Я вырос в большой семье в сельском доме, в нескольких километрах от врача, где все болезни, кроме самых тяжелых, лечились травяными чаями и это было характерно для всех других сельских домов. Учитывая все это, я начал изучать медицину с гораздо меньшей, чем в среднем, верой в полезность приема лекарств, и она не была увеличена моим профессором фармакологии (materia medica).

Я приступил к выполнению своих обязанностей серьезным образом, как это делал наш добрый, редкий, старый преподаватель Буньян на своей кафедре, с гнетущим чувством, что я «наименьший из всех святых». Вся моя фармакология – лежала в жилетном кармане, моя маленькая библиотека – в голове, и ее содержимое было в очень туманном состоянии. При слабой памяти на детали и заметной неспособности овладеть истиной иначе, как путем медленного процесса переваривания и усвоения, мой мозг был скорее машинным цехом, чем кладовой. Отсюда и способность к розничной торговле была самой незначительной. В то время я ничуть не сознавал, что большая кладовая, в которой хранится много информации благодаря памяти, не является самым необходимым оборудованием для всех практических дел жизни. Я всегда находил необходимым уклоняться от некоторых воспоминаний, когда не хватало времени, чтобы выдержать целый град деталей.

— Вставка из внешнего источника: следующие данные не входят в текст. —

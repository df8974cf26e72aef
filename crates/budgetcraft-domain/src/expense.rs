//! Domain models for logged expenses.

use chrono::NaiveDate;
use serde::{Deserialize, Serialize};

use crate::common::*;

/// Category assigned when imported rows omit one.
pub const UNCATEGORIZED: &str = "Uncategorized";

/// A single logged expense.
#[derive(Debug, Clone, Serialize, Deserialize, PartialEq)]
#[serde(rename_all = "camelCase")]
pub struct Expense {
    pub id: i64,
    pub date: String,
    pub description: String,
    pub amount: f64,
    pub category: String,
    pub budget_category: String,
    #[serde(default, skip_serializing_if = "Option::is_none")]
    pub notes: Option<String>,
}

impl Expense {
    /// Parses the ISO date, if it is one.
    pub fn parsed_date(&self) -> Option<NaiveDate> {
        NaiveDate::parse_from_str(self.date.trim(), "%Y-%m-%d").ok()
    }

    /// Returns the category reference of the given kind.
    pub fn category_for(&self, kind: CategoryKind) -> &str {
        match kind {
            CategoryKind::Spending => &self.category,
            CategoryKind::Budget => &self.budget_category,
        }
    }

    pub fn set_category_for(&mut self, kind: CategoryKind, name: impl Into<String>) {
        match kind {
            CategoryKind::Spending => self.category = name.into(),
            CategoryKind::Budget => self.budget_category = name.into(),
        }
    }
}

/// An expense before the ledger has assigned it an id.
#[derive(Debug, Clone, Serialize, Deserialize, PartialEq)]
#[serde(rename_all = "camelCase")]
pub struct NewExpense {
    pub date: String,
    pub description: String,
    pub amount: f64,
    pub category: String,
    pub budget_category: String,
    #[serde(default, skip_serializing_if = "Option::is_none")]
    pub notes: Option<String>,
}

impl NewExpense {
    pub fn new(
        date: impl Into<String>,
        description: impl Into<String>,
        amount: f64,
        category: impl Into<String>,
        budget_category: impl Into<String>,
    ) -> Self {
        Self {
            date: date.into(),
            description: description.into(),
            amount,
            category: category.into(),
            budget_category: budget_category.into(),
            notes: None,
        }
    }

    pub fn with_notes(mut self, notes: impl Into<String>) -> Self {
        let notes = notes.into();
        self.notes = if notes.trim().is_empty() { None } else { Some(notes) };
        self
    }

    pub fn into_expense(self, id: i64) -> Expense {
        Expense {
            id,
            date: self.date,
            description: self.description,
            amount: self.amount,
            category: self.category,
            budget_category: self.budget_category,
            notes: self.notes,
        }
    }
}

/// Direction for adjacent-swap reordering.
#[derive(Debug, Clone, Copy, Serialize, Deserialize, PartialEq, Eq)]
#[serde(rename_all = "lowercase")]
pub enum Direction {
    Up,
    Down,
}
use serde::{Deserialize, Serialize};
use std::{path::PathBuf, time::Duration};

/// Environment variable that overrides the BudgetCraft home directory.
pub const HOME_ENV: &str = "BUDGETCRAFT_HOME";

/// Stores user-configurable runtime settings.
#[derive(Debug, Clone, Serialize, Deserialize, PartialEq)]
pub struct Config {
    /// Prefix for every persisted key, e.g. `budgetcraft-income`.
    #[serde(default = "Config::default_namespace")]
    pub storage_namespace: String,

    #[serde(default, skip_serializing_if = "Option::is_none")]
    /// Optional custom directory for persisted slices. Defaults to `<home>/data`.
    pub data_dir: Option<PathBuf>,

    #[serde(default = "Config::default_debounce_ms")]
    pub persist_debounce_ms: u64,

    /// Seed the sample expenses when no expense slice is stored yet.
    #[serde(default = "Config::default_seed_sample_expenses")]
    pub seed_sample_expenses: bool,

    #[serde(default, skip_serializing_if = "Option::is_none")]
    pub log_filter: Option<String>,

    #[serde(default = "Config::default_ui_color_enabled")]
    pub ui_color_enabled: bool,
}

impl Default for Config {
    fn default() -> Self {
        Self {
            storage_namespace: Self::default_namespace(),
            data_dir: None,
            persist_debounce_ms: Self::default_debounce_ms(),
            seed_sample_expenses: Self::default_seed_sample_expenses(),
            log_filter: None,
            ui_color_enabled: Self::default_ui_color_enabled(),
        }
    }
}

impl Config {
    pub fn default_namespace() -> String {
        "budgetcraft".into()
    }

    pub fn default_debounce_ms() -> u64 {
        500
    }

    pub fn default_seed_sample_expenses() -> bool {
        true
    }

    pub fn default_ui_color_enabled() -> bool {
        true
    }

    pub fn persist_debounce(&self) -> Duration {
        Duration::from_millis(self.persist_debounce_ms)
    }

    /// Namespace with surrounding whitespace removed; blank falls back to the default.
    pub fn namespace(&self) -> &str {
        let trimmed = self.storage_namespace.trim();
        if trimmed.is_empty() {
            "budgetcraft"
        } else {
            trimmed
        }
    }

    /// Home directory: `$BUDGETCRAFT_HOME`, else the platform data dir, else
    /// the user's home, else the working directory.
    pub fn default_home() -> PathBuf {
        Self::home_from(std::env::var_os(HOME_ENV).map(PathBuf::from))
    }

    pub fn home_from(override_dir: Option<PathBuf>) -> PathBuf {
        if let Some(dir) = override_dir.filter(|dir| !dir.as_os_str().is_empty()) {
            return dir;
        }
        dirs::data_dir()
            .map(|base| base.join("budgetcraft"))
            .or_else(|| dirs::home_dir().map(|home| home.join(".budgetcraft")))
            .unwrap_or_else(|| PathBuf::from(".budgetcraft"))
    }

    pub fn resolve_data_dir(&self, home: &std::path::Path) -> PathBuf {
        match &self.data_dir {
            Some(path) => path.clone(),
            None => home.join("data"),
        }
    }
}

#[cfg(test)]
mod tests {
    use super::*;

    #[test]
    fn missing_fields_fall_back_to_defaults() {
        let cfg: Config = serde_json::from_str("{}").expect("empty object");
        assert_eq!(cfg, Config::default());
        assert_eq!(cfg.persist_debounce(), Duration::from_millis(500));
    }

    #[test]
    fn blank_namespace_uses_default() {
        let cfg = Config {
            storage_namespace: "   ".into(),
            ..Config::default()
        };
        assert_eq!(cfg.namespace(), "budgetcraft");
    }

    #[test]
    fn explicit_home_override_wins() {
        let home = Config::home_from(Some(PathBuf::from("/srv/budget")));
        assert_eq!(home, PathBuf::from("/srv/budget"));
        assert_eq!(
            Config::default().resolve_data_dir(&home),
            PathBuf::from("/srv/budget/data")
        );
    }
}
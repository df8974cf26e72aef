use budgetcraft_core::{reconcile_expenses, BudgetService, SummaryService};
use budgetcraft_domain::{BudgetCategory, BudgetState, CategoryKind, NewExpense};
use criterion::{black_box, criterion_group, criterion_main, BatchSize, Criterion};

const BUDGETS: [&str; 4] = ["Needs", "Wants", "Savings", "Debt"];

fn build_sample_state(expense_count: usize) -> BudgetState {
    let mut state = BudgetState::new(10_000.0);
    for name in BUDGETS {
        state
            .budget_categories
            .push(BudgetCategory::with_percentage(name, "#888888", 20.0));
    }
    for idx in 0..expense_count {
        let budget = BUDGETS[idx % BUDGETS.len()];
        state.expenses.push(
            NewExpense::new(
                "2025-01-01",
                format!("Expense {idx}"),
                5.0 + (idx % 100) as f64,
                format!("Spend {}", idx % 12),
                budget,
            )
            .into_expense(idx as i64 + 1),
        );
    }
    state.sync_colors();
    state
}

fn bench_reconcile(c: &mut Criterion) {
    let state = build_sample_state(black_box(10_000));

    c.bench_function("delete_budget_category_10k", |b| {
        b.iter_batched(
            || state.clone(),
            |mut state| {
                let report = BudgetService::delete_category(&mut state, "Savings").expect("delete");
                black_box(report);
            },
            BatchSize::LargeInput,
        )
    });

    c.bench_function("reconcile_clean_10k", |b| {
        b.iter_batched(
            || state.clone(),
            |mut state| black_box(reconcile_expenses(&mut state, CategoryKind::Budget)),
            BatchSize::LargeInput,
        )
    });

    c.bench_function("snapshot_10k", |b| {
        b.iter(|| black_box(SummaryService::snapshot(&state)))
    });
}

criterion_group!(benches, bench_reconcile);
criterion_main!(benches);
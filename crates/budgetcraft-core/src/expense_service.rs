//! Business logic helpers for the ordered expense ledger.

use std::collections::HashSet;

use budgetcraft_domain::{BudgetState, Direction, Expense, NewExpense};
use tracing::{debug, info};

use crate::{filter::ExpenseFilter, time::Clock, CoreError, CoreResult};

/// Provides validated CRUD and ordering helpers for expenses.
pub struct ExpenseService;

impl ExpenseService {
    /// Appends an expense and returns the id the ledger assigned to it.
    pub fn add(state: &mut BudgetState, clock: &dyn Clock, expense: NewExpense) -> CoreResult<i64> {
        validate(&expense.date, &expense.description, expense.amount)?;
        let id = state.next_expense_id(clock.now_millis());
        debug!(id, description = %expense.description, "expense added");
        state.expenses.push(expense.into_expense(id));
        Ok(id)
    }

    /// Validates every record first, then appends them with sequential ids.
    pub fn add_batch(
        state: &mut BudgetState,
        clock: &dyn Clock,
        expenses: Vec<NewExpense>,
    ) -> CoreResult<Vec<i64>> {
        for (row, expense) in expenses.iter().enumerate() {
            validate(&expense.date, &expense.description, expense.amount).map_err(|err| match err {
                CoreError::Validation(message) => {
                    CoreError::Validation(format!("record {}: {message}", row + 1))
                }
                other => other,
            })?;
        }
        let now = clock.now_millis();
        let mut ids = Vec::with_capacity(expenses.len());
        for expense in expenses {
            let id = state.next_expense_id(now);
            state.expenses.push(expense.into_expense(id));
            ids.push(id);
        }
        info!(count = ids.len(), "expense batch added");
        Ok(ids)
    }

    /// Replaces the record with `id` in place. The stored id is preserved.
    pub fn update(state: &mut BudgetState, id: i64, mut record: Expense) -> CoreResult<()> {
        validate(&record.date, &record.description, record.amount)?;
        let slot = state.expense_mut(id).ok_or(CoreError::ExpenseNotFound(id))?;
        record.id = id;
        *slot = record;
        Ok(())
    }

    /// Removes the expense with `id`, returning it.
    pub fn delete(state: &mut BudgetState, id: i64) -> CoreResult<Expense> {
        let index = state
            .expenses
            .iter()
            .position(|expense| expense.id == id)
            .ok_or(CoreError::ExpenseNotFound(id))?;
        Ok(state.expenses.remove(index))
    }

    /// Empties the ledger, returning how many records were removed.
    pub fn clear_all(state: &mut BudgetState) -> usize {
        let removed = state.expenses.len();
        state.expenses.clear();
        if removed > 0 {
            info!(removed, "expense ledger cleared");
        }
        removed
    }

    /// Replaces the ledger order wholesale. `ordered` must contain exactly the
    /// ids currently in the ledger.
    pub fn reorder(state: &mut BudgetState, ordered: Vec<Expense>) -> CoreResult<()> {
        let current: HashSet<i64> = state.expenses.iter().map(|e| e.id).collect();
        let proposed: HashSet<i64> = ordered.iter().map(|e| e.id).collect();
        if ordered.len() != state.expenses.len() || proposed != current {
            return Err(CoreError::Validation(
                "Reordered list must contain exactly the existing expenses".into(),
            ));
        }
        for expense in &ordered {
            validate(&expense.date, &expense.description, expense.amount)?;
        }
        state.expenses = ordered;
        Ok(())
    }

    /// Swaps the record at `index` with its neighbor. Returns `false` (and
    /// leaves the ledger untouched) at either boundary or for a bad index.
    pub fn move_adjacent(state: &mut BudgetState, index: usize, direction: Direction) -> bool {
        let len = state.expenses.len();
        if index >= len {
            return false;
        }
        let target = match direction {
            Direction::Up if index > 0 => index - 1,
            Direction::Down if index + 1 < len => index + 1,
            _ => return false,
        };
        state.expenses.swap(index, target);
        true
    }

    /// Returns a snapshot of the ledger in display order.
    pub fn list(state: &BudgetState) -> &[Expense] {
        &state.expenses
    }

    pub fn filter<'a>(state: &'a BudgetState, filter: &ExpenseFilter) -> Vec<&'a Expense> {
        filter.apply(&state.expenses)
    }
}

fn validate(date: &str, description: &str, amount: f64) -> CoreResult<()> {
    if date.trim().is_empty() {
        return Err(CoreError::Validation("Expense date is required".into()));
    }
    if description.trim().is_empty() {
        return Err(CoreError::Validation("Expense description is required".into()));
    }
    if !amount.is_finite() || amount <= 0.0 {
        return Err(CoreError::Validation(format!(
            "Expense amount must be greater than zero, got {amount}"
        )));
    }
    Ok(())
}

#[cfg(test)]
mod tests {
    use super::*;
    use crate::time::ManualClock;
    use chrono::{TimeZone, Utc};

    fn clock() -> ManualClock {
        ManualClock::new(Utc.with_ymd_and_hms(2024, 1, 1, 12, 0, 0).unwrap())
    }

    fn groceries() -> NewExpense {
        NewExpense::new("2024-01-01", "Groceries", 42.0, "Food", "Needs")
    }

    #[test]
    fn update_fails_for_missing_expense() {
        let mut state = BudgetState::new(1000.0);
        let err = ExpenseService::update(&mut state, 99, groceries().into_expense(99))
            .expect_err("update must fail for unknown id");
        assert!(matches!(err, CoreError::ExpenseNotFound(99)), "unexpected error: {err:?}");
    }

    #[test]
    fn update_keeps_position_and_id() {
        let mut state = BudgetState::new(1000.0);
        let clock = clock();
        let first = ExpenseService::add(&mut state, &clock, groceries()).unwrap();
        let second = ExpenseService::add(&mut state, &clock, groceries()).unwrap();

        let mut edited = state.expenses[0].clone();
        edited.id = 12345;
        edited.description = "Farmers market".into();
        ExpenseService::update(&mut state, first, edited).unwrap();

        assert_eq!(state.expenses[0].id, first);
        assert_eq!(state.expenses[0].description, "Farmers market");
        assert_eq!(state.expenses[1].id, second);
    }

    #[test]
    fn add_rejects_non_positive_amounts() {
        let mut state = BudgetState::new(1000.0);
        let mut expense = groceries();
        expense.amount = 0.0;
        let err = ExpenseService::add(&mut state, &clock(), expense).unwrap_err();
        assert!(matches!(err, CoreError::Validation(_)));
        assert!(state.expenses.is_empty());
    }

    #[test]
    fn batch_is_all_or_nothing() {
        let mut state = BudgetState::new(1000.0);
        let mut bad = groceries();
        bad.description = " ".into();
        let err = ExpenseService::add_batch(&mut state, &clock(), vec![groceries(), bad]).unwrap_err();
        assert!(err.to_string().contains("record 2"), "unexpected error: {err}");
        assert!(state.expenses.is_empty());
    }

    #[test]
    fn batch_ids_are_distinct() {
        let mut state = BudgetState::new(1000.0);
        let ids =
            ExpenseService::add_batch(&mut state, &clock(), vec![groceries(); 5]).unwrap();
        let unique: HashSet<i64> = ids.iter().copied().collect();
        assert_eq!(unique.len(), 5);
    }

    #[test]
    fn move_adjacent_is_noop_at_boundaries() {
        let mut state = BudgetState::new(1000.0);
        let clock = clock();
        ExpenseService::add(&mut state, &clock, groceries()).unwrap();
        ExpenseService::add(&mut state, &clock, groceries()).unwrap();
        let before = state.expenses.clone();

        assert!(!ExpenseService::move_adjacent(&mut state, 0, Direction::Up));
        assert!(!ExpenseService::move_adjacent(&mut state, 1, Direction::Down));
        assert!(!ExpenseService::move_adjacent(&mut state, 7, Direction::Up));
        assert_eq!(state.expenses, before);
    }

    #[test]
    fn reorder_rejects_foreign_records() {
        let mut state = BudgetState::new(1000.0);
        let clock = clock();
        ExpenseService::add(&mut state, &clock, groceries()).unwrap();
        let foreign = vec![groceries().into_expense(1)];
        assert!(ExpenseService::reorder(&mut state, foreign).is_err());
    }

    #[test]
    fn delete_returns_removed_record() {
        let mut state = BudgetState::new(1000.0);
        let id = ExpenseService::add(&mut state, &clock(), groceries()).unwrap();
        let removed = ExpenseService::delete(&mut state, id).unwrap();
        assert_eq!(removed.id, id);
        assert!(state.expense(id).is_none());
    }
}
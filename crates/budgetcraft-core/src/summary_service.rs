use budgetcraft_domain::{finite_or_zero, percentage_of, round_currency, BudgetState, CategoryKind};
use serde::{Deserialize, Serialize};

/// Chart color for the unspent slice of income.
pub const REMAINING_COLOR: &str = "#D3D3D3";
/// Chart color for spending beyond income.
pub const OVER_BUDGET_COLOR: &str = "#FF4136";

#[derive(Debug, Clone, Copy, Serialize, Deserialize, PartialEq, Eq)]
#[serde(rename_all = "snake_case")]
pub enum BalanceStatus {
    Remaining,
    OverBudget,
}

impl BalanceStatus {
    pub fn label(self) -> &'static str {
        match self {
            BalanceStatus::Remaining => "Remaining",
            BalanceStatus::OverBudget => "Over Budget",
        }
    }

    pub fn color(self) -> &'static str {
        match self {
            BalanceStatus::Remaining => REMAINING_COLOR,
            BalanceStatus::OverBudget => OVER_BUDGET_COLOR,
        }
    }
}

/// `income - total_spent`, split into magnitude and sign.
#[derive(Debug, Clone, Copy, Serialize, Deserialize, PartialEq)]
pub struct BudgetBalance {
    /// Absolute difference between income and spending.
    pub amount: f64,
    pub status: BalanceStatus,
}

#[derive(Debug, Clone, Serialize, Deserialize, PartialEq)]
pub struct CategoryTotal {
    pub name: String,
    pub amount: f64,
}

#[derive(Debug, Clone, Serialize, Deserialize, PartialEq)]
pub struct BudgetProgress {
    pub name: String,
    pub color: String,
    pub budgeted: f64,
    pub spent: f64,
    /// Negative once the category is overspent.
    pub remaining: f64,
    /// `spent / budgeted * 100`; zero when nothing is budgeted.
    pub progress_percent: f64,
}

impl BudgetProgress {
    pub fn is_overspent(&self) -> bool {
        self.remaining < 0.0
    }
}

#[derive(Debug, Clone, Serialize, Deserialize, PartialEq)]
pub struct CategoryShare {
    pub name: String,
    pub amount: f64,
    /// Percent of total spending.
    pub share: f64,
}

/// Every dashboard figure computed from one state snapshot.
#[derive(Debug, Clone, Serialize, Deserialize, PartialEq)]
pub struct Aggregates {
    pub income: f64,
    pub total_spent: f64,
    pub total_allocated: f64,
    /// Amount by which allocations exceed income; zero when within income.
    pub allocation_overflow: f64,
    pub balance: BudgetBalance,
    pub spent_by_category: Vec<CategoryTotal>,
    pub spent_by_budget_category: Vec<CategoryTotal>,
    pub top_category: Option<CategoryTotal>,
    pub budget_progress: Vec<BudgetProgress>,
    pub category_breakdown: Vec<CategoryShare>,
}

/// Derived figures, recomputed from scratch on every call.
pub struct SummaryService;

impl SummaryService {
    pub fn total_spent(state: &BudgetState) -> f64 {
        finite_or_zero(state.expenses.iter().map(|expense| expense.amount).sum())
    }

    /// Spending grouped by the expense field for `kind`, in order of first
    /// appearance in the ledger.
    pub fn spent_by_category(state: &BudgetState, kind: CategoryKind) -> Vec<CategoryTotal> {
        let mut totals: Vec<CategoryTotal> = Vec::new();
        for expense in &state.expenses {
            let name = expense.category_for(kind);
            match totals.iter_mut().find(|total| total.name == name) {
                Some(total) => total.amount += expense.amount,
                None => totals.push(CategoryTotal {
                    name: name.to_string(),
                    amount: expense.amount,
                }),
            }
        }
        totals
    }

    pub fn remaining_or_over_budget(state: &BudgetState) -> BudgetBalance {
        let difference = finite_or_zero(state.income - Self::total_spent(state));
        let status = if difference < 0.0 {
            BalanceStatus::OverBudget
        } else {
            BalanceStatus::Remaining
        };
        BudgetBalance {
            amount: difference.abs(),
            status,
        }
    }

    /// Spending category with the highest total. Ties go to the category that
    /// appeared first in the ledger.
    pub fn top_category(state: &BudgetState) -> Option<CategoryTotal> {
        Self::spent_by_category(state, CategoryKind::Spending)
            .into_iter()
            .fold(None, |best: Option<CategoryTotal>, candidate| match best {
                Some(current) if current.amount >= candidate.amount => Some(current),
                _ => Some(candidate),
            })
    }

    /// Budgeted versus spent for every budget category, in list order.
    pub fn budget_progress(state: &BudgetState) -> Vec<BudgetProgress> {
        let spent = Self::spent_by_category(state, CategoryKind::Budget);
        state
            .budget_categories
            .iter()
            .map(|category| {
                let budgeted = category.allocated_amount(state.income);
                let spent = spent
                    .iter()
                    .find(|total| total.name == category.name)
                    .map_or(0.0, |total| total.amount);
                BudgetProgress {
                    name: category.name.clone(),
                    color: category.color.clone(),
                    budgeted: round_currency(budgeted),
                    spent: round_currency(spent),
                    remaining: round_currency(budgeted - spent),
                    progress_percent: round_currency(percentage_of(spent, budgeted)),
                }
            })
            .collect()
    }

    /// Spending-category totals with their share of all spending, largest first.
    pub fn category_breakdown(state: &BudgetState) -> Vec<CategoryShare> {
        let total = Self::total_spent(state);
        let mut shares: Vec<CategoryShare> = Self::spent_by_category(state, CategoryKind::Spending)
            .into_iter()
            .map(|entry| CategoryShare {
                share: round_currency(percentage_of(entry.amount, total)),
                amount: round_currency(entry.amount),
                name: entry.name,
            })
            .collect();
        // Stable sort keeps first-seen order among equal amounts.
        shares.sort_by(|a, b| b.amount.total_cmp(&a.amount));
        shares
    }

    pub fn snapshot(state: &BudgetState) -> Aggregates {
        let total_allocated = state.total_allocated();
        Aggregates {
            income: state.income,
            total_spent: round_currency(Self::total_spent(state)),
            total_allocated: round_currency(total_allocated),
            allocation_overflow: round_currency((total_allocated - state.income).max(0.0)),
            balance: Self::remaining_or_over_budget(state),
            spent_by_category: Self::spent_by_category(state, CategoryKind::Spending),
            spent_by_budget_category: Self::spent_by_category(state, CategoryKind::Budget),
            top_category: Self::top_category(state),
            budget_progress: Self::budget_progress(state),
            category_breakdown: Self::category_breakdown(state),
        }
    }
}
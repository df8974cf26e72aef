use std::io;

use thiserror::Error;

#[derive(Debug, Error)]
pub enum ConfigError {
    #[error("I/O error: {0}")]
    Io(#[from] io::Error),

    #[error("Serialization error: {0}")]
    Serde(String),
}
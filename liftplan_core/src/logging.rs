//! Logging infrastructure for Liftplan.
//!
//! Provides centralized tracing setup for the CLI and tests.

use tracing_subscriber::{fmt, prelude::*, EnvFilter};

/// Initialize logging with sensible defaults
///
/// Default level is INFO, but can be overridden with RUST_LOG env var.
/// Output goes to stderr so JSON written to stdout stays clean.
pub fn init() {
    init_with_level("info")
}

/// Initialize logging with a specific default level
///
/// # Arguments
/// * `default_level` - Default log level (debug, info, warn, error)
///
/// This can still be overridden by RUST_LOG environment variable.
pub fn init_with_level(default_level: &str) {
    let filter =
        EnvFilter::try_from_default_env().unwrap_or_else(|_| EnvFilter::new(default_level));

    tracing_subscriber::registry()
        .with(filter)
        .with(fmt::layer().compact().with_writer(std::io::stderr))
        .init();
}

/// Initialize logging for testing (captures logs for test output)
#[cfg(test)]
pub fn init_test() {
    let _ = tracing_subscriber::fmt()
        .with_test_writer()
        .with_env_filter(EnvFilter::new("debug"))
        .try_init();
}
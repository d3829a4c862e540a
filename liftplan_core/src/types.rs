//! Core domain types for the Liftplan methodology engine.
//!
//! This module defines the fundamental types used throughout the system:
//! - Exercises, their kinds and set/rep doses
//! - Workouts and the methodologies applied to them
//! - Athlete profiles and the defaulted selector parameters
//! - Methodology keys and ranked candidates

use crate::config::SelectorConfig;
use serde::{Deserialize, Serialize};
use serde_json::{Map, Value};
use std::fmt;

// ============================================================================
// Exercise Types
// ============================================================================

/// Kind of exercise, as tagged by the upstream template stage
///
/// `Untyped` is distinct from `Other`: several transformers treat an exercise
/// without any type differently from one with an unrecognised type.
#[derive(Clone, Debug, PartialEq, Eq, Default, Serialize, Deserialize)]
#[serde(from = "Option<String>", into = "Option<String>")]
pub enum ExerciseKind {
    Strength,
    Power,
    Hypertrophy,
    Isolation,
    Core,
    Technique,
    Plyometric,
    Warmup,
    Cooldown,
    Activation,
    Other(String),
    #[default]
    Untyped,
}

impl ExerciseKind {
    pub fn is_untyped(&self) -> bool {
        matches!(self, ExerciseKind::Untyped)
    }

    /// Warm-up, cooldown and activation entries are never structured
    pub fn is_preparatory(&self) -> bool {
        matches!(
            self,
            ExerciseKind::Warmup | ExerciseKind::Cooldown | ExerciseKind::Activation
        )
    }

    pub fn as_str(&self) -> Option<&str> {
        match self {
            ExerciseKind::Strength => Some("strength"),
            ExerciseKind::Power => Some("power"),
            ExerciseKind::Hypertrophy => Some("hypertrophy"),
            ExerciseKind::Isolation => Some("isolation"),
            ExerciseKind::Core => Some("core"),
            ExerciseKind::Technique => Some("technique"),
            ExerciseKind::Plyometric => Some("plyometric"),
            ExerciseKind::Warmup => Some("warmup"),
            ExerciseKind::Cooldown => Some("cooldown"),
            ExerciseKind::Activation => Some("activation"),
            ExerciseKind::Other(s) => Some(s),
            ExerciseKind::Untyped => None,
        }
    }
}

impl From<Option<String>> for ExerciseKind {
    fn from(value: Option<String>) -> Self {
        let Some(raw) = value else {
            return ExerciseKind::Untyped;
        };

        match raw.trim().to_lowercase().as_str() {
            "" => ExerciseKind::Untyped,
            "strength" => ExerciseKind::Strength,
            "power" => ExerciseKind::Power,
            "hypertrophy" => ExerciseKind::Hypertrophy,
            "isolation" => ExerciseKind::Isolation,
            "core" => ExerciseKind::Core,
            "technique" => ExerciseKind::Technique,
            "plyometric" => ExerciseKind::Plyometric,
            "warmup" => ExerciseKind::Warmup,
            "cooldown" => ExerciseKind::Cooldown,
            "activation" => ExerciseKind::Activation,
            _ => ExerciseKind::Other(raw),
        }
    }
}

То, что я не стал опасен для незадачливых больных и раненых лишь в меньшей степени, чем их болезни и раны, объяснялось исключительно моей небольшой медицинской базой, полным отсутствием гордости за знания, которые не стали со мной силой, и тем возвышенным стремлением к профессиональному успеху, которое заставляло меня хвататься за помощь, где бы и у кого бы она ни была, как утопающий за соломинку.

Мне очень повезло, что медицинский персонал этого госпиталя, насчитывавшего более тысячи коек, отличался высокими способностями и опытом, и что я поступил в него в начале военной кампании, в которой на протяжении более трех месяцев каждый день раздавался грохот артиллерии и ружей. В связи с этим наблюдался постоянный приток раненых на койки, освободившиеся в результате смертей или выздоровления.

Во всех отношениях это была лучшая больница для получения профессионального опыта из всех, о которых я знал. Здесь существовало одно жесткое правило, которое, как мне кажется, не соблюдалось ни в одной другой больнице. То есть, вскрытие трупов производилось во всех случаях смерти пациентов, ежедневно от одного до дюжины и всегда с такой тщательностью, какой я никогда не видел в частной практике.

Больше всего меня впечатлили особенности моей работы в больнице: посмертные открытия и различные методы лечения одного и того же заболевания. Вскоре я обнаружил, что, независимо от заболевания, каждый хирург сам назначал больному определенные лекарства: их качество, количество и время приема. При этом смертность в палатах была примерно одинаковой. При вскрытии часто обнаруживались хронические заболевания, о существовании которых нельзя было догадаться при жизни больного, но которые делали смерть неизбежной.

Еще одним преимуществом армейской госпитальной практики была стабильность положения и отсутствие изнурительного беспокойства друзей и родственников больных и раненых, что давало максимальные возможности для суждений и разумного подхода к лечению. А также – были высокие социальные отношения, существовавшие между офицерами-медиками, благодаря отсутствию всяких поводов для ревности: ни должность, ни жалованье не зависели от выдающихся способностей или профессиональных успехов.

Я понимал, что, несмотря на отсутствие опыта и мучительное чувство общей недостаточности знаний, больные и раненые в моих руках были в такой же безопасности от профессионального вреда, как и пациенты самого опытного врача в госпитале.